In my diocese (Cleveland) there is a program called "Vibrant Parish Life" which is just beginning at my parish. It appears to be the program that will be used to consolidate parishes in order to address the shortage of priests and perhaps economic problems as well. In looking through the website for this program, it became clear that it uses the methodology created by Dr. David Cooperrider of the Weatherhead School of Management, Case Western Reserve University. This methodology, called Appreciative Inquiry, or AI, is known internationally as the structure that enabled the United Religions Initiative program of Episcopal Bishop William Swing to organize. Its central premise is a concentration on the positive--and only on the positive--aspects of an organization. Is AI being used in any other US diocese? If anyone reading this blog has information about Appreciative Inquiry being used in your diocese, would you please email me.

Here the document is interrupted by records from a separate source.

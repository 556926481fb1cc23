//! WebSocket adapter: one binary message carries one frame.

use std::net::SocketAddr;

use async_trait::async_trait;
use axum::extract::ws::{Message, WebSocket};
use bytes::Bytes;
use futures::stream::{SplitSink, SplitStream};
use futures::{SinkExt, StreamExt};
use tracing::trace;

use super::{FrameReader, FrameWriter, Transport};
use crate::errors::TransportError;

/// Wrap an upgraded WebSocket as a [`Transport`].
pub fn websocket_transport(ws: WebSocket, remote_addr: SocketAddr) -> Transport {
    let (sink, stream) = ws.split();
    Transport::new(WsReader { stream }, WsWriter { sink }, remote_addr)
}

struct WsReader {
    stream: SplitStream<WebSocket>,
}

#[async_trait]
impl FrameReader for WsReader {
    async fn read_frame(&mut self) -> Result<Option<Bytes>, TransportError> {
        while let Some(msg) = self.stream.next().await {
            match msg.map_err(|e| TransportError::WebSocket(e.to_string()))? {
                Message::Binary(data) => return Ok(Some(data)),
                // Some clients can only send text frames; the bytes are framed the same way.
                Message::Text(text) => {
                    return Ok(Some(Bytes::copy_from_slice(text.as_str().as_bytes())));
                }
                Message::Close(frame) => {
                    trace!(?frame, "websocket close frame");
                    return Ok(None);
                }
                Message::Ping(_) | Message::Pong(_) => {}
            }
        }
        Ok(None)
    }
}

struct WsWriter {
    sink: SplitSink<WebSocket, Message>,
}

#[async_trait]
impl FrameWriter for WsWriter {
    async fn write_frame(&mut self, frame: Bytes) -> Result<(), TransportError> {
        self.sink
            .send(Message::Binary(frame))
            .await
            .map_err(|e| TransportError::WebSocket(e.to_string()))
    }

    async fn close(&mut self) -> Result<(), TransportError> {
        self.sink
            .close()
            .await
            .map_err(|e| TransportError::WebSocket(e.to_string()))
    }
}
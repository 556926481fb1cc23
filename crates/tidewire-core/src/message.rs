//! Decoded message type.

use bytes::Bytes;

/// Numeric identifier selecting which handler processes a message.
pub type MsgId = u32;

/// One decoded unit of traffic: a message identifier and its opaque payload.
#[derive(Clone, Debug, PartialEq, Eq)]
pub struct Message {
    msg_id: MsgId,
    payload: Bytes,
}

impl Message {
    /// Create a message from an identifier and payload.
    pub fn new(msg_id: MsgId, payload: impl Into<Bytes>) -> Self {
        Self {
            msg_id,
            payload: payload.into(),
        }
    }

    /// The message identifier.
    pub fn msg_id(&self) -> MsgId {
        self.msg_id
    }

    /// The raw payload bytes.
    pub fn payload(&self) -> &Bytes {
        &self.payload
    }

    /// Payload length in bytes.
    pub fn len(&self) -> usize {
        self.payload.len()
    }

    /// Whether the payload is empty.
    pub fn is_empty(&self) -> bool {
        self.payload.is_empty()
    }

    /// Consume the message, returning its payload.
    pub fn into_payload(self) -> Bytes {
        self.payload
    }
}
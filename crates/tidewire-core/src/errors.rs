//! Codec and configuration error types.

use thiserror::Error;

/// Errors produced while packing or unpacking a wire frame.
#[derive(Debug, Clone, PartialEq, Eq, Error)]
pub enum PacketError {
    /// The payload (or the declared payload length) exceeds the configured bound.
    #[error("payload length {len} exceeds maximum {max}")]
    PayloadTooLarge {
        /// Actual or declared payload length.
        len: usize,
        /// Configured maximum payload length.
        max: usize,
    },
    /// Fewer bytes than a full header were available.
    #[error("truncated header: {available} of {expected} bytes")]
    TruncatedHeader {
        /// Bytes present in the frame.
        available: usize,
        /// Header width.
        expected: usize,
    },
    /// The header declared more payload than the frame carries.
    #[error("truncated payload: declared {declared} bytes, {available} available")]
    TruncatedPayload {
        /// Payload length announced by the header.
        declared: usize,
        /// Payload bytes actually present.
        available: usize,
    },
    /// The frame carries bytes past the declared payload.
    #[error("frame has {extra} trailing bytes after a {declared}-byte payload")]
    TrailingBytes {
        /// Payload length announced by the header.
        declared: usize,
        /// Unexpected bytes after the payload.
        extra: usize,
    },
}

/// Errors that can occur when loading or validating configuration.
#[derive(Debug, Error)]
pub enum ConfigError {
    /// Failed to read the config file from disk.
    #[error("failed to read config file: {0}")]
    Io(#[from] std::io::Error),
    /// Failed to parse JSON in the config file.
    #[error("failed to parse config JSON: {0}")]
    Json(#[from] serde_json::Error),
    /// A config value was invalid (e.g., out of range).
    #[error("invalid config value: {0}")]
    InvalidValue(String),
}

In my diocese (Cleveland) there is a program called "Vibrant Parish Life" which is just beginning at my parish. It appears to be the program that will be used to consolidate parishes in order to address the shortage of priests. In looking through the website for this program, it became clear that it uses the methodology created by Dr. David Cooperrider of the Weatherhead School of Management, Case Western Reserve University. This methodology, called Appreciative Inquiry or AI, is known internationally as the structure that enabled the United Religions Initiative program of Episcopal Bishop William Swing to organize. Its central premise is a concentration on the positive, and only on the positive, aspects of an organization. Is AI being used in any other US dioceses? If anyone reading this blog has information about Appreciative Inquiry being used in your diocese, would you please email me.


Friday, November 08, 2002




For some reason I posted a link to an article about Cardinal Kasper which doesn't show up on my blog. So, I'll give it another try. Cardinal Kasper is attempting to clarify the Catholic position on conversion of the Jews, since the bishop's statement, "Reflections on Covenant and Mission," has clouded the issue. The story comes from Catholic News Service {Quote} Cardinal Kasper said he wanted to "take the bull by the horns" and discuss the sensitive issue of mission--in part, he said, because Christian-Jewish dialogue must look honestly at the hardest questions. He said he recognized that the topic of mission evokes bitter memories among Jews because of forced conversions in the past. "We sincerely reject and regret this today," he said. He noted that the Catholic Church now condemns all means of coercion in matters of faith. But mission must be discussed, because it is a key concept for the Christian faith and part of the Christian identity, he said. "We cannot cancel it, and if we should try to do so, it would not help the Jewish-Christian dialogue at all. Rather, it would make the dialogue dishonest and ultimately distort it," he said. "If Jews want to speak to Christians, they cannot demand that Christians no longer be Christians," he said. {End quote} This post is continued below with Alice von Hildebrand's comments.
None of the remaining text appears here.